_Task statement_
Exactly as they appear, copy the lines from the start of the entries below to the line containing "impl SessionStorage for", both ends included.

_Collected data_
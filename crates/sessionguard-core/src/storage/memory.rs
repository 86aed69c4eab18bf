use std::collections::HashMap;
use std::sync::RwLock;

use super::{SessionStorage, StorageError};

/// In-process storage. Nothing survives the process.
#[derive(Debug, Default)]
pub struct MemoryStorage {
    entries: RwLock<HashMap<String, String>>,
}

impl MemoryStorage {
    pub fn new() -> Self {
        Self::default()
    }

    /// Number of keys currently stored
    pub fn len(&self) -> usize {
        self.entries.read().map(|e| e.len()).unwrap_or(0)
    }

    pub fn is_empty(&self) -> bool {
        self.len() == 0
    }
}

impl SessionStorage for MemoryStorage {
    fn get(&self, key: &str) -> Result<Option<String>, StorageError> {
        let entries = self.entries.read().map_err(|_| StorageError::Poisoned)?;
        Ok(entries.get(key).cloned())
    }

    fn set(&self, key: &str, value: &str) -> Result<(), StorageError> {
        let mut entries = self.entries.write().map_err(|_| StorageError::Poisoned)?;
        entries.insert(key.to_string(), value.to_string());
        Ok(())
    }

    fn remove(&self, key: &str) -> Result<(), StorageError> {
        let mut entries = self.entries.write().map_err(|_| StorageError::Poisoned)?;
        entries.remove(key);
        Ok(())
    }
}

_Solution to this exercise_
filename crates/sessionguard-core/src/storage/memory.rs
repository 86aed69c4eab18bf
use std::collections::HashMap;
use std::sync::RwLock;

use super::{SessionStorage, StorageError};

/// In-process storage. Nothing survives the process.
#[derive(Debug, Default)]
pub struct MemoryStorage {
    entries: RwLock<HashMap<String, String>>,
}

impl MemoryStorage {
    pub fn new() -> Self {
        Self::default()
    }

    /// Number of keys currently stored
    pub fn len(&self) -> usize {
        self.entries.read().map(|e| e.len()).unwrap_or(0)
    }

    pub fn is_empty(&self) -> bool {
        self.len() == 0
    }
}

impl SessionStorage for MemoryStorage {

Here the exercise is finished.